AIM OF THE EXERCISE:
Return the records below character for character.

** Opening TASK MATERIAL block **

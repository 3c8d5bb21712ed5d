//! Host event bus
//!
//! The dispatcher owns, per event kind, an ordered list of handlers. Delivering
//! an event runs each handler for its kind synchronously, in registration
//! order. Handlers may ask the host to skip its default behavior; that flag
//! does not stop later handlers from running.

use ahash::HashMap;
use serde::{Deserialize, Serialize};

use crate::types::{EntityId, InventoryId};

/// Events the host delivers, one at a time
#[derive(Debug, Clone, Copy, PartialEq, Eq, Serialize, Deserialize)]
pub enum HostEvent {
    CreatureSpawned {
        creature: EntityId,
    },
    CreaturesBred {
        child: EntityId,
        parent_a: EntityId,
        parent_b: EntityId,
    },
    ActorInteracted {
        actor: EntityId,
        creature: EntityId,
    },
    StorageSlotChanged {
        inventory: InventoryId,
    },
    StorageClosed {
        inventory: InventoryId,
    },
    CreatureDied {
        creature: EntityId,
    },
}

impl HostEvent {
    pub fn kind(&self) -> EventKind {
        match self {
            HostEvent::CreatureSpawned { .. } => EventKind::CreatureSpawned,
            HostEvent::CreaturesBred { .. } => EventKind::CreaturesBred,
            HostEvent::ActorInteracted { .. } => EventKind::ActorInteracted,
            HostEvent::StorageSlotChanged { .. } => EventKind::StorageSlotChanged,
            HostEvent::StorageClosed { .. } => EventKind::StorageClosed,
            HostEvent::CreatureDied { .. } => EventKind::CreatureDied,
        }
    }
}

/// Discriminant of a `HostEvent`
#[derive(Debug, Clone, Copy, PartialEq, Eq, Hash, Serialize, Deserialize)]
pub enum EventKind {
    CreatureSpawned,
    CreaturesBred,
    ActorInteracted,
    StorageSlotChanged,
    StorageClosed,
    CreatureDied,
}

/// A handler's answer to the host
#[derive(Debug, Clone, Copy, PartialEq, Eq, Default)]
pub enum Verdict {
    #[default]
    Pass,
    /// Skip the host's default behavior for this event
    CancelDefault,
}

/// Aggregate result of one dispatch
#[derive(Debug, Clone, Copy, PartialEq, Eq, Default)]
pub struct DispatchOutcome {
    /// Some handler asked to cancel the host default
    pub cancelled: bool,
    pub handlers_run: usize,
}

type Handler<C> = Box<dyn FnMut(&mut C, &HostEvent) -> Verdict>;

struct Subscriber<C> {
    name: &'static str,
    handler: Handler<C>,
}

/// Event dispatcher over a handler context `C`
pub struct EventBus<C> {
    subscribers: HashMap<EventKind, Vec<Subscriber<C>>>,
}

impl<C> EventBus<C> {
    pub fn new() -> Self {
        Self {
            subscribers: HashMap::default(),
        }
    }

    /// Append a handler for one event kind
    pub fn subscribe(
        &mut self,
        kind: EventKind,
        name: &'static str,
        handler: impl FnMut(&mut C, &HostEvent) -> Verdict + 'static,
    ) {
        log::debug!("Subscribed {} to {:?}", name, kind);
        self.subscribers.entry(kind).or_default().push(Subscriber {
            name,
            handler: Box::new(handler),
        });
    }

    /// Deliver an event to every handler of its kind
    pub fn dispatch(&mut self, context: &mut C, event: &HostEvent) -> DispatchOutcome {
        let mut outcome = DispatchOutcome::default();
        let Some(subscribers) = self.subscribers.get_mut(&event.kind()) else {
            return outcome;
        };

        for subscriber in subscribers.iter_mut() {
            let verdict = (subscriber.handler)(context, event);
            if verdict == Verdict::CancelDefault {
                log::trace!("{} cancelled default handling of {:?}", subscriber.name, event);
                outcome.cancelled = true;
            }
            outcome.handlers_run += 1;
        }

        outcome
    }

    /// Number of handlers registered for a kind
    pub fn handler_count(&self, kind: EventKind) -> usize {
        self.subscribers.get(&kind).map_or(0, Vec::len)
    }

    /// Handler names for a kind, in dispatch order
    pub fn handler_names(&self, kind: EventKind) -> Vec<&'static str> {
        self.subscribers
            .get(&kind)
            .map(|subs| subs.iter().map(|sub| sub.name).collect())
            .unwrap_or_default()
    }
}

impl<C> Default for EventBus<C> {
    fn default() -> Self {
        Self::new()
    }
}

#[cfg(test)]
mod tests {
    use super::*;

    #[test]
    fn test_dispatch_in_registration_order() {
        let mut bus: EventBus<Vec<&'static str>> = EventBus::new();
        bus.subscribe(EventKind::CreatureSpawned, "first", |log, _| {
            log.push("first");
            Verdict::Pass
        });
        bus.subscribe(EventKind::CreatureSpawned, "second", |log, _| {
            log.push("second");
            Verdict::Pass
        });

        let mut log = Vec::new();
        let event = HostEvent::CreatureSpawned {
            creature: EntityId::new(),
        };
        let outcome = bus.dispatch(&mut log, &event);

        assert_eq!(log, vec!["first", "second"]);
        assert_eq!(outcome.handlers_run, 2);
        assert!(!outcome.cancelled);
        assert_eq!(
            bus.handler_names(EventKind::CreatureSpawned),
            vec!["first", "second"]
        );
    }

    #[test]
    fn test_only_matching_kind_runs() {
        let mut bus: EventBus<u32> = EventBus::new();
        bus.subscribe(EventKind::CreatureDied, "count", |count, _| {
            *count += 1;
            Verdict::Pass
        });

        let mut count = 0;
        let outcome = bus.dispatch(
            &mut count,
            &HostEvent::StorageClosed {
                inventory: InventoryId(1),
            },
        );
        assert_eq!(count, 0);
        assert_eq!(outcome, DispatchOutcome::default());
        assert_eq!(bus.handler_count(EventKind::StorageClosed), 0);
    }

    #[test]
    fn test_cancel_does_not_stop_later_handlers() {
        let mut bus: EventBus<u32> = EventBus::new();
        bus.subscribe(EventKind::ActorInteracted, "cancel", |_, _| {
            Verdict::CancelDefault
        });
        bus.subscribe(EventKind::ActorInteracted, "count", |count, _| {
            *count += 1;
            Verdict::Pass
        });

        let mut count = 0;
        let event = HostEvent::ActorInteracted {
            actor: EntityId::new(),
            creature: EntityId::new(),
        };
        let outcome = bus.dispatch(&mut count, &event);
        assert!(outcome.cancelled);
        assert_eq!(outcome.handlers_run, 2);
        assert_eq!(count, 1);
    }

    #[test]
    fn test_event_kinds() {
        let id = EntityId::new();
        assert_eq!(
            HostEvent::CreatureDied { creature: id }.kind(),
            EventKind::CreatureDied
        );
        assert_eq!(
            HostEvent::CreaturesBred {
                child: id,
                parent_a: id,
                parent_b: id,
            }
            .kind(),
            EventKind::CreaturesBred
        );
    }
}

** Closing TASK MATERIAL block **

SOLUTION TO THE PROBLEM:
repository 3c8d5bb21712ed5d
//! Host event bus
//!
//! The dispatcher owns, per event kind, an ordered list of handlers. Delivering
//! an event runs each handler for its kind synchronously, in registration
//! order. Handlers may ask the host to skip its default behavior; that flag
//! does not stop later handlers from running.

use ahash::HashMap;
use serde::{Deserialize, Serialize};

use crate::types::{EntityId, InventoryId};

/// Events the host delivers, one at a time
#[derive(Debug, Clone, Copy, PartialEq, Eq, Serialize, Deserialize)]
pub enum HostEvent {
    CreatureSpawned {
        creature: EntityId,
    },
    CreaturesBred {
        child: EntityId,
        parent_a: EntityId,
        parent_b: EntityId,
    },
    ActorInteracted {
        actor: EntityId,
        creature: EntityId,
    },
    StorageSlotChanged {
        inventory: InventoryId,
    },
    StorageClosed {
        inventory: InventoryId,
    },
    CreatureDied {
        creature: EntityId,
    },
}

impl HostEvent {
    pub fn kind(&self) -> EventKind {
        match self {
            HostEvent::CreatureSpawned { .. } => EventKind::CreatureSpawned,
            HostEvent::CreaturesBred { .. } => EventKind::CreaturesBred,
            HostEvent::ActorInteracted { .. } => EventKind::ActorInteracted,
            HostEvent::StorageSlotChanged { .. } => EventKind::StorageSlotChanged,
            HostEvent::StorageClosed { .. } => EventKind::StorageClosed,
            HostEvent::CreatureDied { .. } => EventKind::CreatureDied,
        }
    }
}

/// Discriminant of a `HostEvent`
#[derive(Debug, Clone, Copy, PartialEq, Eq, Hash, Serialize, Deserialize)]
pub enum EventKind {
    CreatureSpawned,
    CreaturesBred,
    ActorInteracted,
    StorageSlotChanged,
    StorageClosed,
    CreatureDied,
}

/// A handler's answer to the host
#[derive(Debug, Clone, Copy, PartialEq, Eq, Default)]
pub enum Verdict {
    #[default]
    Pass,
    /// Skip the host's default behavior for this event
    CancelDefault,
}

/// Aggregate result of one dispatch
#[derive(Debug, Clone, Copy, PartialEq, Eq, Default)]
pub struct DispatchOutcome {
    /// Some handler asked to cancel the host default
    pub cancelled: bool,
    pub handlers_run: usize,
}

type Handler<C> = Box<dyn FnMut(&mut C, &HostEvent) -> Verdict>;

struct Subscriber<C> {
    name: &'static str,
    handler: Handler<C>,
}

/// Event dispatcher over a handler context `C`
pub struct EventBus<C> {
    subscribers: HashMap<EventKind, Vec<Subscriber<C>>>,
}

impl<C> EventBus<C> {
    pub fn new() -> Self {
        Self {
            subscribers: HashMap::default(),
        }
    }

    /// Append a handler for one event kind
    pub fn subscribe(
        &mut self,
        kind: EventKind,
        name: &'static str,
        handler: impl FnMut(&mut C, &HostEvent) -> Verdict + 'static,
    ) {
        log::debug!("Subscribed {} to {:?}", name, kind);
        self.subscribers.entry(kind).or_default().push(Subscriber {
            name,
            handler: Box::new(handler),
        });
    }

    /// Deliver an event to every handler of its kind
    pub fn dispatch(&mut self, context: &mut C, event: &HostEvent) -> DispatchOutcome {
        let mut outcome = DispatchOutcome::default();
        let Some(subscribers) = self.subscribers.get_mut(&event.kind()) else {
            return outcome;
        };

        for subscriber in subscribers.iter_mut() {
            let verdict = (subscriber.handler)(context, event);
            if verdict == Verdict::CancelDefault {
                log::trace!("{} cancelled default handling of {:?}", subscriber.name, event);
                outcome.cancelled = true;
            }
            outcome.handlers_run += 1;
        }

        outcome
    }

    /// Number of handlers registered for a kind
    pub fn handler_count(&self, kind: EventKind) -> usize {
        self.subscribers.get(&kind).map_or(0, Vec::len)
    }

    /// Handler names for a kind, in dispatch order
    pub fn handler_names(&self, kind: EventKind) -> Vec<&'static str> {
        self.subscribers
            .get(&kind)
            .map(|subs| subs.iter().map(|sub| sub.name).collect())
            .unwrap_or_default()
    }
}

impl<C> Default for EventBus<C> {
    fn default() -> Self {
        Self::new()
    }
}

#[cfg(test)]
mod tests {
    use super::*;

    #[test]
    fn test_dispatch_in_registration_order() {
        let mut bus: EventBus<Vec<&'static str>> = EventBus::new();
        bus.subscribe(EventKind::CreatureSpawned, "first", |log, _| {
            log.push("first");
            Verdict::Pass
        });
        bus.subscribe(EventKind::CreatureSpawned, "second", |log, _| {
            log.push("second");
            Verdict::Pass
        });

        let mut log = Vec::new();
        let event = HostEvent::CreatureSpawned {
            creature: EntityId::new(),
        };
        let outcome = bus.dispatch(&mut log, &event);

        assert_eq!(log, vec!["first", "second"]);
        assert_eq!(outcome.handlers_run, 2);
        assert!(!outcome.cancelled);
        assert_eq!(
            bus.handler_names(EventKind::CreatureSpawned),
            vec!["first", "second"]
        );
    }

    #[test]
    fn test_only_matching_kind_runs() {
        let mut bus: EventBus<u32> = EventBus::new();
        bus.subscribe(EventKind::CreatureDied, "count", |count, _| {
            *count += 1;
            Verdict::Pass
        });

        let mut count = 0;
        let outcome = bus.dispatch(
            &mut count,
            &HostEvent::StorageClosed {
                inventory: InventoryId(1),
            },
        );
        assert_eq!(count, 0);
        assert_eq!(outcome, DispatchOutcome::default());
        assert_eq!(bus.handler_count(EventKind::StorageClosed), 0);
    }

    #[test]
    fn test_cancel_does_not_stop_later_handlers() {
        let mut bus: EventBus<u32> = EventBus::new();
        bus.subscribe(EventKind::ActorInteracted, "cancel", |_, _| {
            Verdict::CancelDefault
        });
        bus.subscribe(EventKind::ActorInteracted, "count", |count, _| {
            *count += 1;
            Verdict::Pass
        });

        let mut count = 0;
        let event = HostEvent::ActorInteracted {
            actor: EntityId::new(),
            creature: EntityId::new(),
        };
        let outcome = bus.dispatch(&mut count, &event);
        assert!(outcome.cancelled);
        assert_eq!(outcome.handlers_run, 2);
        assert_eq!(count, 1);
    }

    #[test]
    fn test_event_kinds() {
        let id = EntityId::new();
        assert_eq!(
            HostEvent::CreatureDied { creature: id }.kind(),
            EventKind::CreatureDied
        );
        assert_eq!(
            HostEvent::CreaturesBred {
                child: id,
                parent_a: id,
                parent_b: id,
            }
            .kind(),
            EventKind::CreaturesBred
        );
    }
}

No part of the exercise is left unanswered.